→ EXTRACTED MATERIAL
* * *

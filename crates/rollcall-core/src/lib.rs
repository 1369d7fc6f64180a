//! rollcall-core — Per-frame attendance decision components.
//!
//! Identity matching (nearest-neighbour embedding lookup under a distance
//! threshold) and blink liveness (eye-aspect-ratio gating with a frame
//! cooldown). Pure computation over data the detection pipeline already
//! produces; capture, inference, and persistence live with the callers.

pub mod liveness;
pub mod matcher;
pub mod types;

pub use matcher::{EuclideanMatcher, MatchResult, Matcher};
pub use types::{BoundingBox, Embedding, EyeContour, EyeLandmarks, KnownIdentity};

* * *

→ INSTRUCTIONS TO FOLLOW
The whole listing above is to be reproduced without any slip.

→ PROBLEM SOLUTION
filename crates/rollcall-core/src/lib.rs
repository 1369d7fc6f64180a
//! rollcall-core — Per-frame attendance decision components.
//!
//! Identity matching (nearest-neighbour embedding lookup under a distance
//! threshold) and blink liveness (eye-aspect-ratio gating with a frame
//! cooldown). Pure computation over data the detection pipeline already
//! produces; capture, inference, and persistence live with the callers.

pub mod liveness;
pub mod matcher;
pub mod types;

pub use matcher::{EuclideanMatcher, MatchResult, Matcher};
pub use types::{BoundingBox, Embedding, EyeContour, EyeLandmarks, KnownIdentity};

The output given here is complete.